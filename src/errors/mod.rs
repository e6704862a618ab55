/*
 * @Date         : 2026-02-03
 * @Description  : 全局错误类型
 */

use std::path::PathBuf;
use thiserror::Error;

use crate::data::DataError;

mod compare;
pub use self::compare::ComparisonOperator;

/// 对抗生成训练过程中可能出现的所有（致命）错误
///
/// 注：NaN 损失并不在此列：它属于可恢复的数值不稳定，只会跳过当前批次的优化器更新。
#[derive(Error, Debug)]
pub enum SynthError {
    /*↓↓↓↓↓↓↓↓↓↓↓↓↓↓↓↓↓↓↓↓↓↓↓↓↓前置条件↓↓↓↓↓↓↓↓↓↓↓↓↓↓↓↓↓↓↓↓↓↓↓↓↓*/
    #[error("{value_name}须{operator}{threshold}，实际为{actual}")]
    ValueMustSatisfyComparison {
        value_name: String,
        operator: ComparisonOperator,
        threshold: f64,
        actual: f64,
    },
    #[error("推理时必须指定生成样本的数量（且须大于0）")]
    MissingInferenceCount,
    #[error("验证集与测试集的比例之和须≤1，实际为{val_ratio}+{test_ratio}")]
    RatioSumExceeded { val_ratio: f64, test_ratio: f64 },
    #[error("配置文件中缺少必需参数`{0}`")]
    MissingConfigKey(String),
    #[error("配置参数`{key}`无效：{reason}")]
    InvalidConfig { key: String, reason: String },
    /*↑↑↑↑↑↑↑↑↑↑↑↑↑↑↑↑↑↑↑↑↑↑↑↑↑前置条件↑↑↑↑↑↑↑↑↑↑↑↑↑↑↑↑↑↑↑↑↑↑↑↑↑*/

    /*↓↓↓↓↓↓↓↓↓↓↓↓↓↓↓↓↓↓↓↓↓↓↓↓↓不支持的配置组合↓↓↓↓↓↓↓↓↓↓↓↓↓↓↓↓↓↓↓↓↓↓↓↓↓*/
    #[error("模型族`{family}`不支持调度器`{scheduler}`")]
    UnsupportedScheduler { family: String, scheduler: String },
    #[error("未知的{kind}：`{name}`")]
    UnknownComponent { kind: &'static str, name: String },
    #[error("模型族`{family}`不支持标注范式`{paradigm}`")]
    UnsupportedLabeling { family: String, paradigm: String },
    /*↑↑↑↑↑↑↑↑↑↑↑↑↑↑↑↑↑↑↑↑↑↑↑↑↑不支持的配置组合↑↑↑↑↑↑↑↑↑↑↑↑↑↑↑↑↑↑↑↑↑↑↑↑↑*/

    /*↓↓↓↓↓↓↓↓↓↓↓↓↓↓↓↓↓↓↓↓↓↓↓↓↓张量/网络↓↓↓↓↓↓↓↓↓↓↓↓↓↓↓↓↓↓↓↓↓↓↓↓↓*/
    #[error("形状不匹配（{context}）：期望{expected:?}，实际{got:?}")]
    ShapeMismatch {
        context: String,
        expected: Vec<usize>,
        got: Vec<usize>,
    },
    #[error("网络`{0}`在前向传播之前就执行了反向传播")]
    BackwardBeforeForward(String),
    #[error("无法导出图像：{0}")]
    ImageExport(String),
    /*↑↑↑↑↑↑↑↑↑↑↑↑↑↑↑↑↑↑↑↑↑↑↑↑↑张量/网络↑↑↑↑↑↑↑↑↑↑↑↑↑↑↑↑↑↑↑↑↑↑↑↑↑*/

    /*↓↓↓↓↓↓↓↓↓↓↓↓↓↓↓↓↓↓↓↓↓↓↓↓↓外部错误↓↓↓↓↓↓↓↓↓↓↓↓↓↓↓↓↓↓↓↓↓↓↓↓↓*/
    #[error(transparent)]
    Data(#[from] DataError),
    #[error("读取配置文件{path:?}失败: {source}")]
    ConfigIo {
        path: PathBuf,
        source: std::io::Error,
    },
    #[error("配置解析错误: {0}")]
    Yaml(#[from] serde_yaml::Error),
    #[error("JSON 序列化错误: {0}")]
    Json(#[from] serde_json::Error),
    #[error("图像写入错误: {0}")]
    Image(#[from] image::ImageError),
    #[error("IO 错误: {0}")]
    Io(#[from] std::io::Error),
    /*↑↑↑↑↑↑↑↑↑↑↑↑↑↑↑↑↑↑↑↑↑↑↑↑↑外部错误↑↑↑↑↑↑↑↑↑↑↑↑↑↑↑↑↑↑↑↑↑↑↑↑↑*/
}

impl SynthError {
    /// 便捷构造：检查`actual`是否满足与`threshold`的比较关系，不满足则返回错误
    pub fn check(
        value_name: &str,
        actual: f64,
        operator: ComparisonOperator,
        threshold: f64,
    ) -> Result<(), SynthError> {
        if operator.holds(actual, threshold) {
            Ok(())
        } else {
            Err(SynthError::ValueMustSatisfyComparison {
                value_name: value_name.to_string(),
                operator,
                threshold,
                actual,
            })
        }
    }

    pub(crate) fn invalid_config(key: &str, reason: impl Into<String>) -> Self {
        SynthError::InvalidConfig {
            key: key.to_string(),
            reason: reason.into(),
        }
    }
}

++++++

> [Task objective]: Extract the listing in its entirety, matching it exactly.

> [Answer to this problem]:
filename src/errors/mod.rs
repository e6704862a618ab55
/*
 * @Date         : 2026-02-03
 * @Description  : 全局错误类型
 */

use std::path::PathBuf;
use thiserror::Error;

use crate::data::DataError;

mod compare;
pub use self::compare::ComparisonOperator;

/// 对抗生成训练过程中可能出现的所有（致命）错误
///
/// 注：NaN 损失并不在此列：它属于可恢复的数值不稳定，只会跳过当前批次的优化器更新。
#[derive(Error, Debug)]
pub enum SynthError {
    /*↓↓↓↓↓↓↓↓↓↓↓↓↓↓↓↓↓↓↓↓↓↓↓↓↓前置条件↓↓↓↓↓↓↓↓↓↓↓↓↓↓↓↓↓↓↓↓↓↓↓↓↓*/
    #[error("{value_name}须{operator}{threshold}，实际为{actual}")]
    ValueMustSatisfyComparison {
        value_name: String,
        operator: ComparisonOperator,
        threshold: f64,
        actual: f64,
    },
    #[error("推理时必须指定生成样本的数量（且须大于0）")]
    MissingInferenceCount,
    #[error("验证集与测试集的比例之和须≤1，实际为{val_ratio}+{test_ratio}")]
    RatioSumExceeded { val_ratio: f64, test_ratio: f64 },
    #[error("配置文件中缺少必需参数`{0}`")]
    MissingConfigKey(String),
    #[error("配置参数`{key}`无效：{reason}")]
    InvalidConfig { key: String, reason: String },
    /*↑↑↑↑↑↑↑↑↑↑↑↑↑↑↑↑↑↑↑↑↑↑↑↑↑前置条件↑↑↑↑↑↑↑↑↑↑↑↑↑↑↑↑↑↑↑↑↑↑↑↑↑*/

    /*↓↓↓↓↓↓↓↓↓↓↓↓↓↓↓↓↓↓↓↓↓↓↓↓↓不支持的配置组合↓↓↓↓↓↓↓↓↓↓↓↓↓↓↓↓↓↓↓↓↓↓↓↓↓*/
    #[error("模型族`{family}`不支持调度器`{scheduler}`")]
    UnsupportedScheduler { family: String, scheduler: String },
    #[error("未知的{kind}：`{name}`")]
    UnknownComponent { kind: &'static str, name: String },
    #[error("模型族`{family}`不支持标注范式`{paradigm}`")]
    UnsupportedLabeling { family: String, paradigm: String },
    /*↑↑↑↑↑↑↑↑↑↑↑↑↑↑↑↑↑↑↑↑↑↑↑↑↑不支持的配置组合↑↑↑↑↑↑↑↑↑↑↑↑↑↑↑↑↑↑↑↑↑↑↑↑↑*/

    /*↓↓↓↓↓↓↓↓↓↓↓↓↓↓↓↓↓↓↓↓↓↓↓↓↓张量/网络↓↓↓↓↓↓↓↓↓↓↓↓↓↓↓↓↓↓↓↓↓↓↓↓↓*/
    #[error("形状不匹配（{context}）：期望{expected:?}，实际{got:?}")]
    ShapeMismatch {
        context: String,
        expected: Vec<usize>,
        got: Vec<usize>,
    },
    #[error("网络`{0}`在前向传播之前就执行了反向传播")]
    BackwardBeforeForward(String),
    #[error("无法导出图像：{0}")]
    ImageExport(String),
    /*↑↑↑↑↑↑↑↑↑↑↑↑↑↑↑↑↑↑↑↑↑↑↑↑↑张量/网络↑↑↑↑↑↑↑↑↑↑↑↑↑↑↑↑↑↑↑↑↑↑↑↑↑*/

    /*↓↓↓↓↓↓↓↓↓↓↓↓↓↓↓↓↓↓↓↓↓↓↓↓↓外部错误↓↓↓↓↓↓↓↓↓↓↓↓↓↓↓↓↓↓↓↓↓↓↓↓↓*/
    #[error(transparent)]
    Data(#[from] DataError),
    #[error("读取配置文件{path:?}失败: {source}")]
    ConfigIo {
        path: PathBuf,
        source: std::io::Error,
    },
    #[error("配置解析错误: {0}")]
    Yaml(#[from] serde_yaml::Error),
    #[error("JSON 序列化错误: {0}")]
    Json(#[from] serde_json::Error),
    #[error("图像写入错误: {0}")]
    Image(#[from] image::ImageError),
    #[error("IO 错误: {0}")]
    Io(#[from] std::io::Error),
    /*↑↑↑↑↑↑↑↑↑↑↑↑↑↑↑↑↑↑↑↑↑↑↑↑↑外部错误↑↑↑↑↑↑↑↑↑↑↑↑↑↑↑↑↑↑↑↑↑↑↑↑↑*/
}

impl SynthError {
    /// 便捷构造：检查`actual`是否满足与`threshold`的比较关系，不满足则返回错误
    pub fn check(
        value_name: &str,
        actual: f64,
        operator: ComparisonOperator,
        threshold: f64,
    ) -> Result<(), SynthError> {
        if operator.holds(actual, threshold) {
            Ok(())
        } else {
            Err(SynthError::ValueMustSatisfyComparison {
                value_name: value_name.to_string(),
                operator,
                threshold,
                actual,
            })
        }
    }

    pub(crate) fn invalid_config(key: &str, reason: impl Into<String>) -> Self {
        SynthError::InvalidConfig {
            key: key.to_string(),
            reason: reason.into(),
        }
    }
}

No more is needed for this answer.